Hi I'm having a bit of trouble if anyone is able to help, thanks!

Using the substitution u =1-2t^2, show that

A = -1/4 ∫_1^(-7)▒e^u du

To solve this problem, we need to use the given substitution u = 1 - 2t^2.

First, let's find the derivative du/dt by differentiating both sides of the equation u = 1 - 2t^2 with respect to t:

du/dt = d(1 - 2t^2)/dt
du/dt = -4t

Now, we can solve for dt by rearranging the equation:

dt = du / (-4t)

Next, we need to find the new limits of integration.
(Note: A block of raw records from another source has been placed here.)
/// Peer selection (spec.md C8): picks which peer a shard should go to or
/// come from, using Kademlia's closest-peers ordering as the only source
/// of ranking — no reputation, latency, or capacity scoring (Non-goal).
use std::collections::HashSet;

use libp2p::PeerId;

/// Abstraction over `kad::Behaviour::get_closest_peers` so the selection
/// logic can be unit-tested without a live swarm.
#[async_trait::async_trait]
pub trait NearestPeers {
    async fn closest_peers(&self, key: &[u8]) -> Vec<PeerId>;
}

/// Picks the nearest peer to `key` that isn't in `filtered` (already
/// holding this shard, or excluded for this attempt after a prior failure).
pub async fn select_peer<P: NearestPeers + ?Sized>(
    source: &P,
    key: &[u8],
    filtered: &HashSet<PeerId>,
) -> Option<PeerId> {
    source
        .closest_peers(key)
        .await
        .into_iter()
        .find(|peer| !filtered.contains(peer))
}

/// Picks up to `count` distinct nearest peers to `key`, skipping `filtered`.
pub async fn select_peers<P: NearestPeers + ?Sized>(
    source: &P,
    key: &[u8],
    filtered: &HashSet<PeerId>,
    count: usize,
) -> Vec<PeerId> {
    source
        .closest_peers(key)
        .await
        .into_iter()
        .filter(|peer| !filtered.contains(peer))
        .take(count)
        .collect()
}

#[cfg(test)]
mod tests {
    use super::*;

    struct FixedPeers(Vec<PeerId>);

    #[async_trait::async_trait]
    impl NearestPeers for FixedPeers {
        async fn closest_peers(&self, _key: &[u8]) -> Vec<PeerId> {
            self.0.clone()
        }
    }

    #[tokio::test]
    async fn select_peer_skips_filtered_peers() {
        let a = PeerId::random();
        let b = PeerId::random();
        let c = PeerId::random();
        let source = FixedPeers(vec![a, b, c]);

        let mut filtered = HashSet::new();
        filtered.insert(a);

        let chosen = select_peer(&source, b"key", &filtered).await;
        assert_eq!(chosen, Some(b));
    }

    #[tokio::test]
    async fn select_peer_returns_none_when_all_filtered() {
        let a = PeerId::random();
        let source = FixedPeers(vec![a]);
        let mut filtered = HashSet::new();
        filtered.insert(a);

        assert_eq!(select_peer(&source, b"key", &filtered).await, None);
    }

    #[tokio::test]
    async fn select_peers_returns_up_to_count_distinct_peers() {
        let a = PeerId::random();
        let b = PeerId::random();
        let c = PeerId::random();
        let source = FixedPeers(vec![a, b, c]);

        let chosen = select_peers(&source, b"key", &HashSet::new(), 2).await;
        assert_eq!(chosen.len(), 2);
        assert_eq!(chosen[0], a);
        assert_eq!(chosen[1], b);
    }
}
When t = 1, we substitute into the equation u = 1 - 2t^2:

u = 1 - 2(1^2)
u = 1 - 2
u = -1

When t = -7, we substitute into the equation u = 1 - 2t^2:

u = 1 - 2(-7^2)
u = 1 - 2(49)
u = 1 - 98
u = -97

Now, let's substitute the values for du/dt, dt, and the new limits of integration into the original integral:

A = -1/4 ∫_1^(-7) e^u du

Using the substitution properties, we can rewrite this integral as:

A = -1/4 ∫_(-1)^(-97) e^u du

Now, we can integrate with respect to u:

A = -1/4 [e^u]_(-1)^(-97)
A = -1/4 (e^(-97) - e^(-1))

So, the final answer is:

A = -1/4 (e^(-97) - e^(-1))

I hope this explanation helps! Let me know if you have any further questions.